Lines from the beginning of the data below through the one containing "fn generate(config: &FileConfig, args: &GenerateArgs, out: &mut" are to be printed exactly as they appear.

[[ Records, beginning ]]

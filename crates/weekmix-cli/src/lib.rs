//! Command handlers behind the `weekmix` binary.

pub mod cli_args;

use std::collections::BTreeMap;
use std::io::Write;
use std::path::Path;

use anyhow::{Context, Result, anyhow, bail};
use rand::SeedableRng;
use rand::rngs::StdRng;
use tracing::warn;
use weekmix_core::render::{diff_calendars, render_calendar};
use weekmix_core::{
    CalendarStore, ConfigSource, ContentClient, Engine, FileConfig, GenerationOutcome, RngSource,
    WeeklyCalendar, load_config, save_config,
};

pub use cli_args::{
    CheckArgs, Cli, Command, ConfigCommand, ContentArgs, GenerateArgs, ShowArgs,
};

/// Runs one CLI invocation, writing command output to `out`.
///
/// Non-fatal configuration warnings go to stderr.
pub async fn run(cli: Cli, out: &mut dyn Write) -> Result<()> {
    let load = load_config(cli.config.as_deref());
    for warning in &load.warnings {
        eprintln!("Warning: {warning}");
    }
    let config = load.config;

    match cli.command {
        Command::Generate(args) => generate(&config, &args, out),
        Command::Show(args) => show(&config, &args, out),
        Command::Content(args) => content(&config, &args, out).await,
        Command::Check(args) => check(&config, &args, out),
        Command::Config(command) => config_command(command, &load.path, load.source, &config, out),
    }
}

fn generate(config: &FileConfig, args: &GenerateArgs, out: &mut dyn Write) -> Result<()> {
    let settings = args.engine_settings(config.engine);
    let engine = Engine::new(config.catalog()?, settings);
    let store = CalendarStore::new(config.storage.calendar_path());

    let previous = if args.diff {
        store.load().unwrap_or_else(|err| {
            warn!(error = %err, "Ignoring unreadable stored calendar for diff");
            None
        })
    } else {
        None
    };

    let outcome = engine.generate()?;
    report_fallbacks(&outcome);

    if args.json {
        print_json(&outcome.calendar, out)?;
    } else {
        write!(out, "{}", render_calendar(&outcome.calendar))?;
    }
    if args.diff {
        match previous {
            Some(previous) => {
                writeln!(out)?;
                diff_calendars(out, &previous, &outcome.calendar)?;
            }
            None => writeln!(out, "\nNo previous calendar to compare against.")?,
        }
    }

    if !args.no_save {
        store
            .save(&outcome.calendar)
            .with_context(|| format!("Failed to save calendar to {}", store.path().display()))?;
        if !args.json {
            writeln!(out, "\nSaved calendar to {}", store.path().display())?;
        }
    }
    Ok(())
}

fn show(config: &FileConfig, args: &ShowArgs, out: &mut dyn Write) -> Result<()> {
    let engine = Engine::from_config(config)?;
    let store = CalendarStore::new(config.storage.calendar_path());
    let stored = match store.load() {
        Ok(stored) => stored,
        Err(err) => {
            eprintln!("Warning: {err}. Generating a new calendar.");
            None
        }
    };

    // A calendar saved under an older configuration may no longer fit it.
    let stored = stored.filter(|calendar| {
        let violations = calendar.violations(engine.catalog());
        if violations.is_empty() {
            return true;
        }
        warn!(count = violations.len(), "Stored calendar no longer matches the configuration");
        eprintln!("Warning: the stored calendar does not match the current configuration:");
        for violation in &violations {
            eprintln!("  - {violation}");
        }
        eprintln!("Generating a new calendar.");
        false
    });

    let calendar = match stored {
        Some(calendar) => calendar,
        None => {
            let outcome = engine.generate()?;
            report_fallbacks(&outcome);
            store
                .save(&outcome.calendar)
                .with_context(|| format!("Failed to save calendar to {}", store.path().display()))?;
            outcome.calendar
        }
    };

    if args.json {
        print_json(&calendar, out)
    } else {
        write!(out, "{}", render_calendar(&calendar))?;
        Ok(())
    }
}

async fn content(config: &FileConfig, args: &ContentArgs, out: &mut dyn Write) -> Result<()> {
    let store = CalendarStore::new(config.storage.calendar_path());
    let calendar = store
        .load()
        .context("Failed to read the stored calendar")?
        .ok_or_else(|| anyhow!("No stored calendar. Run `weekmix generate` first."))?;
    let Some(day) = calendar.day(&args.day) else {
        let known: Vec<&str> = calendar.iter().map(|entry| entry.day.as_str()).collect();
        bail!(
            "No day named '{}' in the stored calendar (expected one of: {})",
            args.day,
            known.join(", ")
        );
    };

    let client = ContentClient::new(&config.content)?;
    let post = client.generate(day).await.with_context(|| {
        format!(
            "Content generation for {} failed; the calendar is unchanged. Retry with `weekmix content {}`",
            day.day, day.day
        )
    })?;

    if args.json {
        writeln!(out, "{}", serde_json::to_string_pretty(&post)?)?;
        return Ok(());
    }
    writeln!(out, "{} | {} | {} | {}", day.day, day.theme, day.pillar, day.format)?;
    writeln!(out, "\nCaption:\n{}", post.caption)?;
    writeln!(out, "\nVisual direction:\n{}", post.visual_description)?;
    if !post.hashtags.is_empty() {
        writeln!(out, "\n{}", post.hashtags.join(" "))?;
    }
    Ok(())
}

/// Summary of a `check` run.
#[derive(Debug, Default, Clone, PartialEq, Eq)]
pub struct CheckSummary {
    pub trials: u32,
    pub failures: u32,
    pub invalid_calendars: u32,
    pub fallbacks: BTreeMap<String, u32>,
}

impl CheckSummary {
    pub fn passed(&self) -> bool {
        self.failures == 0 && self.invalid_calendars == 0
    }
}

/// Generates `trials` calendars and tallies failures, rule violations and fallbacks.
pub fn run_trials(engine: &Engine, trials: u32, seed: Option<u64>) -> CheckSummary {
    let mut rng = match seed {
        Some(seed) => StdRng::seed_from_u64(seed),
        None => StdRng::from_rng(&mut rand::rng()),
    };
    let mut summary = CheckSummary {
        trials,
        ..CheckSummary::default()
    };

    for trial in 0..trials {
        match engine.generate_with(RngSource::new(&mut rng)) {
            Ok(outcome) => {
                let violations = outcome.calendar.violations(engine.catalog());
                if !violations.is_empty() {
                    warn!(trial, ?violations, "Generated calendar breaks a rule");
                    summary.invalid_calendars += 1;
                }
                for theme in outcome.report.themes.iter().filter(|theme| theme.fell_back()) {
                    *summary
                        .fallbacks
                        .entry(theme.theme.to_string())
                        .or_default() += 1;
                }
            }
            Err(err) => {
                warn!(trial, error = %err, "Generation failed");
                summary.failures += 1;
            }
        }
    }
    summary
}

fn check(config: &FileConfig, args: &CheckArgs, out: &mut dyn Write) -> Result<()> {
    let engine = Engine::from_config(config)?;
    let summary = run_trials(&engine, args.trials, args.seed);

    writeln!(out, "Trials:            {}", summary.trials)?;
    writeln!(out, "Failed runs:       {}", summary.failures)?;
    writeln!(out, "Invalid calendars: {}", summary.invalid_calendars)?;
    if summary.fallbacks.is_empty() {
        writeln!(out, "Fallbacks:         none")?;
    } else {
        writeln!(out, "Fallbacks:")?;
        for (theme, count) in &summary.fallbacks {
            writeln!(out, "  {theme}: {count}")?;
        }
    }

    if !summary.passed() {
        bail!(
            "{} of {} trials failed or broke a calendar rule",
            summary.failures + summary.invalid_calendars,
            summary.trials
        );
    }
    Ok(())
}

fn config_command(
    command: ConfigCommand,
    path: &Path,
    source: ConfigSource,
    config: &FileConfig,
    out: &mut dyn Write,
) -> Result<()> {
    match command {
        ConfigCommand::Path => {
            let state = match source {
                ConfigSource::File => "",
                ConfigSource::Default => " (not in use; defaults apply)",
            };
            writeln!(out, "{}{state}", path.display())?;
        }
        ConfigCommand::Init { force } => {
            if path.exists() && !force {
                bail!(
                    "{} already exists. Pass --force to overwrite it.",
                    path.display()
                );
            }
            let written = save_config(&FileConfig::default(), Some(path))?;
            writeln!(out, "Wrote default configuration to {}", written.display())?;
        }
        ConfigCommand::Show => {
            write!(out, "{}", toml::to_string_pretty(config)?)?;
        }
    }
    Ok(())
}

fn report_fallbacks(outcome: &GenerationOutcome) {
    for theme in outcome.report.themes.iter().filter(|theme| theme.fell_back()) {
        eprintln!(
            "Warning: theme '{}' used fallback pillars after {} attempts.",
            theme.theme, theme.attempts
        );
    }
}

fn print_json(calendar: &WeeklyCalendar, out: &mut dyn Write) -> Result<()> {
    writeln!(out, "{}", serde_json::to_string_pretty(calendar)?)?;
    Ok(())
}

[[ Records, end ]]

#### [Task output]
filename crates/weekmix-cli/src/lib.rs
//! Command handlers behind the `weekmix` binary.

pub mod cli_args;

use std::collections::BTreeMap;
use std::io::Write;
use std::path::Path;

use anyhow::{Context, Result, anyhow, bail};
use rand::SeedableRng;
use rand::rngs::StdRng;
use tracing::warn;
use weekmix_core::render::{diff_calendars, render_calendar};
use weekmix_core::{
    CalendarStore, ConfigSource, ContentClient, Engine, FileConfig, GenerationOutcome, RngSource,
    WeeklyCalendar, load_config, save_config,
};

pub use cli_args::{
    CheckArgs, Cli, Command, ConfigCommand, ContentArgs, GenerateArgs, ShowArgs,
};

/// Runs one CLI invocation, writing command output to `out`.
///
/// Non-fatal configuration warnings go to stderr.
pub async fn run(cli: Cli, out: &mut dyn Write) -> Result<()> {
    let load = load_config(cli.config.as_deref());
    for warning in &load.warnings {
        eprintln!("Warning: {warning}");
    }
    let config = load.config;

    match cli.command {
        Command::Generate(args) => generate(&config, &args, out),
        Command::Show(args) => show(&config, &args, out),
        Command::Content(args) => content(&config, &args, out).await,
        Command::Check(args) => check(&config, &args, out),
        Command::Config(command) => config_command(command, &load.path, load.source, &config, out),
    }
}

fn generate(config: &FileConfig, args: &GenerateArgs, out: &mut dyn Write) -> Result<()> {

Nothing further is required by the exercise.